Creating a competitive advantage for financial institutions with smarter lending solutions

Shivani Landie talks digital and disruption, and how South African financial institutions can create fast and affordable solutions that make lending a competitive advantage
South African credit-active consumers grew by 4.7% year-on-year to R18.5 million people in 2024 with credit to the private sector increasing by 4.98% yoy in May 2025. In 2024, major banks reported a 5.4% annual growth in gross loans and advances, reflecting this increased demand and growth and an uptick in sector optimism. However, as fintech players continue to gain ground and momentum, traditional lenders face mounting cost pressures, a shrinking talent pipeline and growing consumer credit expectations. There’s an opportunity here for these institutions to retool their lending strategies with data, automation and digital trust, gaining market share while building customer stickiness in a highly competitive market.

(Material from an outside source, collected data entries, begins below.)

//! CFDI XML parsing.
//!
//! Pipeline: [`tree::XmlTree`] builds an element tree with quick-xml, the
//! extractor walks it section by section through the [`qname`] resolver,
//! and [`parse_cfdi`] assembles the result behind a boundary that turns
//! every fault into data.
//!
//! # Example
//!
//! ```
//! let xml = r#"<cfdi:Comprobante xmlns:cfdi="http://www.sat.gob.mx/cfd/4"
//!     Version="4.0" Total="1160.00" Moneda="MXN">
//!   <cfdi:Emisor Rfc="AAA010101AAA" Nombre="ACME SA DE CV" RegimenFiscal="601"/>
//! </cfdi:Comprobante>"#;
//!
//! let invoice = cfdi::parser::parse_cfdi(xml);
//! assert!(invoice.parse_success);
//! assert_eq!(invoice.issuer.tax_id.as_deref(), Some("AAA010101AAA"));
//! assert_eq!(invoice.total.unwrap().to_string(), "1160.00");
//! ```

mod build;
mod extract;
pub mod qname;
pub mod tree;

pub use build::{parse_cfdi, parse_cfdi_with_limits};
pub use extract::{DEFAULT_CURRENCY, parse_datetime, parse_decimal};

/// Namespace URIs of the documents this parser reads.
pub mod ns {
    pub const CFDI_40: &str = "http://www.sat.gob.mx/cfd/4";
    pub const CFDI_33: &str = "http://www.sat.gob.mx/cfd/3";
    pub const TIMBRE_FISCAL_DIGITAL: &str = "http://www.sat.gob.mx/TimbreFiscalDigital";
}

The race to capture South Africa’s evolving credit market is on. The lean, mobile-first and data-savvy fintech is transforming how lending is delivered while traditional institutions are being pushed to reassess the foundations on which their credit strategies were built. Fintech players have shown just how quickly digital adoption can scale and continue to attract capital and policy attention. New entrants leverage tools like behavioural data, embedded payments and real-time scoring tools to underwrite risk with increasing precision, often with lower overheads than legacy institutions.
While this shift has driven innovation, it has also exposed structural tensions within the lending ecosystem. Chief among them is the assumption that digital equals better. For many banks, replicating fintech UX or launching instant loan offerings isn’t enough because credit products are only as strong as the systems, strategies and safeguards that support them.
The reality is that while the consumer appetite for credit is growing, so are the vulnerabilities. Alongside the uptick in demand for personal loans, home finance and credit cards, delinquencies have climbed just as fast. According to TransUnion, more than two in five South Africans holding a personal loan have been in arrears for three months or more. This duality – a booming demand curve set against rising repayment stress – puts lenders in a complex position. Extending access too liberally can threaten margins and compliance, but limiting credit too conservatively risks irrelevance.
Resolving this tension asks that financial institutions prioritise more precise and resilient credit architectures which rethink the mechanisms traditionally used to manage credit decisioning. Many banks still rely on static scoring models and dated assumptions about income, affordability and behavioural risk, and these are increasingly misaligned with the complexity of today’s borrowers.
South Africans are juggling multiple income sources, informal work and fluctuating debt loads, and legacy systems aren’t equipped to interpret these signals in real time.
Compounding this challenge is a growing shortage of skilled credit professionals. Only 15% of the population has basic ICT skills and 5% have advanced digital competencies, with companies reporting severe shortages in AI, data analytics and digital finance expertise. For institutions wanting to transform and build robust digital foundations, the talent gap is becoming a structural constraint.
One area where this tension is especially acute is in collections. Traditional approaches such as phone calls, letters and legal escalations are no longer sustainable at scale. Legal recovery costs often exceed the debt value and third-party agents charge steep commissions with variable results. Some institutions are now using segmentation, predictive analytics and self-service platforms to overhaul early-stage engagement. Some financial institutions have had impressive results by resolving payment issues through self-service, which has improved customer stickiness and improved recovery rates.
However, efficiency is only one part of the equation, the most important challenge to overcome (and the biggest opportunity) is trust. In an increasingly digital lending environment, the questions of fairness, transparency and explainability have moved to the fore. How does a borrower know why they were declined? What governance protects them from biased models or opaque risk categorisations?
Research from Cornel University has shown that when services from financial institutions are personalised, they enhance and build customer trust. And the more people trust, the more they are open to sharing data, exploring new offerings and becoming a deeper part of the financial ecosystem. And this is where the new edge lies, in building systems that are responsible and accountable and that leverage customer data to create continuous learning loops that adapt to market and customer shifts in real time.
This doesn’t mean compromising risk management. It’s more about focusing on how to define what risk looks like in a digital-first world and moving towards dynamic, outcome-led design and systems that can balance commercial growth with ethical responsibility.
Meeting these challenges asks that institutions access deep specialisation in credit decisioning, advanced data analytics and applied AI. The most effective support combines regulatory fluency, mathematical modelling expertise, and a proven ability to translate data into real-world lending and collections strategies. This includes designing predictive models that capture changing risk, optimising credit limit and pricing strategies, and orchestrating decision flows that remain explainable under scrutiny.
In a market where operational outcomes must be precise, measurable and ethical, these capabilities will define the next wave of sustainable lending, providing support and trust to borrowers and institutions alike.